__ACTIVITY__
Once the line containing "let params = confirmation_params(sub);" has been written out, stop; until then, restate each line of the entries below word for word from the first.

(Beginning of DATASET ENTRIES)

impl Mailer {
    pub fn new(provider: Arc<dyn EmailProvider>, cfg: MailerCfg) -> Self {
        Self { provider, cfg }
    }

    /// Send one message, bounded by the configured timeout.
    async fn send_bounded(
        &self,
        template_id: &str,
        params: &TemplateParams,
    ) -> Result<ProviderResponse, ProviderError> {
        let fut = self.provider.send(&self.cfg.service_id, template_id, params);
        match tokio::time::timeout(self.cfg.timeout, fut).await {
            Ok(res) => res,
            Err(_) => Err(ProviderError::Timeout {
                elapsed: self.cfg.timeout,
            }),
        }
    }

    /// Primary send: refund request to the business inbox.
    pub async fn send_refund_request(
        &self,
        sub: &Submission,
    ) -> Result<ProviderResponse, ProviderError> {
        let params = refund_request_params(sub, &self.cfg.to_email);
        self.send_bounded(&self.cfg.request_template_id, &params).await
    }

    /// Confirmation to the customer.
    pub async fn send_confirmation(
        &self,
        sub: &Submission,
    ) -> Result<ProviderResponse, ProviderError> {
        let params = confirmation_params(sub);
        self.send_bounded(&self.cfg.confirmation_template_id, &params).await
    }

    /// Admin diagnostic send with fixed params.
    pub async fn send_test(&self) -> Result<ProviderResponse, ProviderError> {
        let params = test_params(&self.cfg.to_email);
        self.send_bounded(&self.cfg.test_template_id, &params).await
    }

    /// Primary send, then a fire-and-forget confirmation on success.
    ///
    /// The confirmation runs as a detached task; its failure is logged there and
    /// never folded into `primary`.
    pub async fn deliver(&self, sub: Submission) -> Delivery {
        let primary = self.send_refund_request(&sub).await;
        let confirmation = match &primary {
            Ok(resp) => {
                tracing::info!("refund request {} accepted ({})", sub.reference, resp.status);
                let mailer = self.clone();
                Some(tokio::spawn(async move {
                    let res = mailer.send_confirmation(&sub).await;
                    match &res {
                        Ok(_) => tracing::info!("confirmation for {} sent", sub.reference),
                        Err(e) => {
                            tracing::warn!("confirmation for {} failed: {e}", sub.reference)
                        }
                    }
                    res
                }))
            }
            Err(e) => {
                tracing::error!("refund request {} failed: {e}", sub.reference);
                None
            }
        };
        Delivery {
            primary,
            confirmation,
        }
    }
}

fn flag(on: bool) -> String {
    let v = if on { "true" } else { "false" };
    v.to_string()
}

/// One-line summary of where the refund should go.
pub fn payment_summary(request: &RefundRequest) -> String {
    match request.refund_method {
        Some(RefundMethod::PayPal) => format!(
            "PayPal: {} ({})",
            request.paypal_name.trim(),
            request.paypal_email.trim()
        ),
        Some(RefundMethod::Venmo) => {
            let handle = request.venmo_handle.trim();
            let handle = if handle.starts_with('@') {
                handle.to_string()
            } else {
                format!("@{handle}")
            };
            format!("Venmo: {} ({})", request.venmo_name.trim(), handle)
        }
        Some(RefundMethod::Check) => format!(
            "Company Check mailed to {}, {}, {}, {} {}",
            request.full_name.trim(),
            request.mailing_address.trim(),
            request.city.trim(),
            request.state.trim(),
            request.zip_code.trim()
        ),
        None => String::new(),
    }
}

/// Params shared by the business notification and the customer confirmation.
fn common_params(sub: &Submission) -> TemplateParams {
    let r = &sub.request;
    let method = r.refund_method;
    // Payload fields of non-selected methods go out empty, never omitted.
    let pick = |m: RefundMethod, v: &str| {
        if method == Some(m) {
            v.trim().to_string()
        } else {
            String::new()
        }
    };
    let pairs = [
        ("from_name", r.full_name.trim().to_string()),
        ("from_email", r.email.trim().to_string()),
        ("booking_number", r.booking_number.trim().to_string()),
        ("phone_number", r.phone.trim().to_string()),
        (
            "refund_method",
            method.map(|m| m.label().to_string()).unwrap_or_default(),
        ),
        (
            "signature_status",
            if r.has_signature() { "Provided" } else { "Not provided" }.to_string(),
        ),
        ("paypal_name", pick(RefundMethod::PayPal, &r.paypal_name)),
        ("paypal_email", pick(RefundMethod::PayPal, &r.paypal_email)),
        ("venmo_name", pick(RefundMethod::Venmo, &r.venmo_name)),
        ("venmo_handle", pick(RefundMethod::Venmo, &r.venmo_handle)),
        ("mailing_address", pick(RefundMethod::Check, &r.mailing_address)),
        ("city", pick(RefundMethod::Check, &r.city)),
        ("state", pick(RefundMethod::Check, &r.state)),
        ("zip_code", pick(RefundMethod::Check, &r.zip_code)),
        ("is_paypal", flag(method == Some(RefundMethod::PayPal))),
        ("is_venmo", flag(method == Some(RefundMethod::Venmo))),
        ("is_check", flag(method == Some(RefundMethod::Check))),
        ("payment_details", payment_summary(r)),
        ("reference_id", sub.reference.to_string()),
        (
            "submitted_at",
            sub.submitted_at.format("%Y-%m-%d %H:%M %Z").to_string(),
        ),
    ];
    pairs
        .into_iter()
        .map(|(k, v)| (k.to_string(), v))
        .collect()
}

/// Refund request notification addressed to the business inbox.
pub fn refund_request_params(sub: &Submission, to_email: &str) -> TemplateParams {
    let mut params = common_params(sub);
    params.insert("to_email".into(), to_email.to_string());
    params.insert("refund_reason".into(), sub.request.reason.trim().to_string());
    params
}

/// Customer confirmation: same shape without the reason, addressed to the customer.
pub fn confirmation_params(sub: &Submission) -> TemplateParams {
    let mut params = common_params(sub);
    params.insert("to_name".into(), sub.request.full_name.trim().to_string());
    params.insert("to_email".into(), sub.request.email.trim().to_string());
    params
}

(End of DATASET ENTRIES)

__WRITTEN ANSWER__
impl Mailer {
    pub fn new(provider: Arc<dyn EmailProvider>, cfg: MailerCfg) -> Self {
        Self { provider, cfg }
    }

    /// Send one message, bounded by the configured timeout.
    async fn send_bounded(
        &self,
        template_id: &str,
        params: &TemplateParams,
    ) -> Result<ProviderResponse, ProviderError> {
        let fut = self.provider.send(&self.cfg.service_id, template_id, params);
        match tokio::time::timeout(self.cfg.timeout, fut).await {
            Ok(res) => res,
            Err(_) => Err(ProviderError::Timeout {
                elapsed: self.cfg.timeout,
            }),
        }
    }

    /// Primary send: refund request to the business inbox.
    pub async fn send_refund_request(
        &self,
        sub: &Submission,
    ) -> Result<ProviderResponse, ProviderError> {
        let params = refund_request_params(sub, &self.cfg.to_email);
        self.send_bounded(&self.cfg.request_template_id, &params).await
    }

    /// Confirmation to the customer.
    pub async fn send_confirmation(
        &self,
        sub: &Submission,
    ) -> Result<ProviderResponse, ProviderError> {
        let params = confirmation_params(sub);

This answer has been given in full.